What about the sphere’s weight? For simplicity, we’ll assume that the hollow part of the sphere is a vacuum, or at least that we can neglect the weight of whatever’s inside it. In this case, the weight of the sphere is

$\displaystyle f_w=\frac{4}{3}\pi(r^3-(r-\delta)^3)\rho_g$

where, to reiterate, $\delta$ is the thickness of the sphere and $\rho_g$ is the density of gold. This equation comes from working out the volume of the hollow sphere, which is the difference between the volume of two solid spheres of radii $r$ and $r-\delta$, and multiplying by the hollow sphere’s density.

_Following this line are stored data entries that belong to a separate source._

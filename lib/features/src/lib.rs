//! # DineWise Features
//!
//! Offline feature construction for the recommendation engine.
//!
//! ## Overview
//!
//! Two one-shot passes run over the full restaurant set at startup:
//!
//! 1. **Feature Encoder** - cuisine multi-hot, categorical one-hot and
//!    min-max scaled numerics, concatenated into one column-aligned vector
//!    per restaurant
//! 2. **Spatial Clusterer** - DBSCAN over standardized coordinates, giving
//!    each restaurant an advisory location cluster id
//!
//! ## Example
//!
//! ```rust
//! use dinewise_core::{NumericAttribute, RestaurantRecord};
//! use dinewise_features::FeatureEncoder;
//!
//! let records: Vec<RestaurantRecord> = ["Italian;Pizzeria", "Mexican"]
//!     .iter()
//!     .enumerate()
//!     .map(|(i, cuisine)| {
//!         NumericAttribute::ALL.iter().fold(
//!             RestaurantRecord::new(i.to_string(), format!("Place {}", i))
//!                 .with_cuisine_source(cuisine),
//!             |r, attr| r.with_numeric(*attr, i as f64),
//!         )
//!     })
//!     .collect();
//!
//! let encoder = FeatureEncoder::fit(&records).unwrap();
//! assert_eq!(encoder.cuisine_vocabulary(), &["italian", "mexican", "pizzeria"]);
//! let vectors = encoder.encode_all(&records);
//! assert_eq!(vectors[0].dim(), encoder.dim());
//! ```
//!
//! ## Pipeline
//!
//! ```text
//! ┌─────────────┐     ┌─────────────┐     ┌─────────────┐
//! │  Records    │────>│  Encoder    │────>│  Feature    │
//! │ (catalog)   │     │ (fit once)  │     │  Vectors    │
//! └─────────────┘     └─────────────┘     └─────────────┘
//!       │
//!       │              ┌─────────────┐
//!       └─────────────>│ Clusterer   │────> location_cluster
//!                      │ (DBSCAN)    │
//!                      └─────────────┘
//! ```

pub mod cluster;
pub mod encoder;
pub mod scaler;
pub mod schema;

pub use cluster::{ClusterAssignment, SpatialClusterer};
pub use encoder::FeatureEncoder;
pub use scaler::{MinMaxScaler, StandardScaler};
pub use schema::FeatureLayout;
//! Error handling for the system monitor crate.

/// A specialized `Result` type for system monitor operations.
pub type Result<T> = std::result::Result<T, SystemError>;

/// The main error type for system monitor operations.
#[derive(Debug, thiserror::Error)]
pub enum SystemError {
    /// I/O operation failed
    #[error("I/O error: {0}")]
    Io(#[from] std::io::Error),

    /// Snapshot could not be encoded for the wire
    #[error("Serialization error: {0}")]
    Serialization(#[from] serde_json::Error),

    /// The snapshot source could not produce a snapshot at all
    #[error("Sample failed: {0}")]
    Sample(String),

    /// Writing to a subscriber connection failed
    #[error("Delivery failed: {0}")]
    Delivery(String),

    /// The broadcast hub has shut down and no longer accepts requests
    #[error("Broadcast hub is closed")]
    HubClosed,

    /// Configuration error
    #[error("Configuration error: {0}")]
    Config(String),

    /// Web server error
    #[error("Web server error: {0}")]
    WebServer(String),
}

impl SystemError {
    /// Create a new sample error
    pub fn sample_error(msg: impl Into<String>) -> Self {
        Self::Sample(msg.into())
    }

    /// Create a new delivery error
    pub fn delivery_error(msg: impl Into<String>) -> Self {
        Self::Delivery(msg.into())
    }

    /// Create a new configuration error
    pub fn config_error(msg: impl Into<String>) -> Self {
        Self::Config(msg.into())
    }

    /// Create a new web server error
    pub fn web_server_error(msg: impl Into<String>) -> Self {
        Self::WebServer(msg.into())
    }
}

If the shell is floating, the two forces are equal in magnitude:

$f_b=f_w$

$\displaystyle \frac{4}{3}\pi(r^3-(r-\delta)^3)\rho_g=\frac{4}{3}\pi r^3\rho_w$

We’ll first dispense with the common pre-factors and take the density of gold to the other side:

$\displaystyle r^3-(r-\delta)^3=r^3\left(\frac{\rho_w}{\rho_g}\right)$

Next we’ll expand the left-hand side:

$\displaystyle r^3-(r^3-3r^2\delta+3r\delta^2-\delta^3)=r^3\left(\frac{\rho_w}{\rho_g}\right)$

Now at this point, I should acknowledge that it would be perfectly reasonable to throw away the terms of order $\delta$2, giving us a simple linear equation in $r$ to solve. This amounts to approximating the hollow sphere as having volume 4$\pi r$2$\delta$, the product of its outer surface area and its thickness. As an exercise, however, I’ll choose to retain these small terms, and in doing so will have the opportunity to show you something nice.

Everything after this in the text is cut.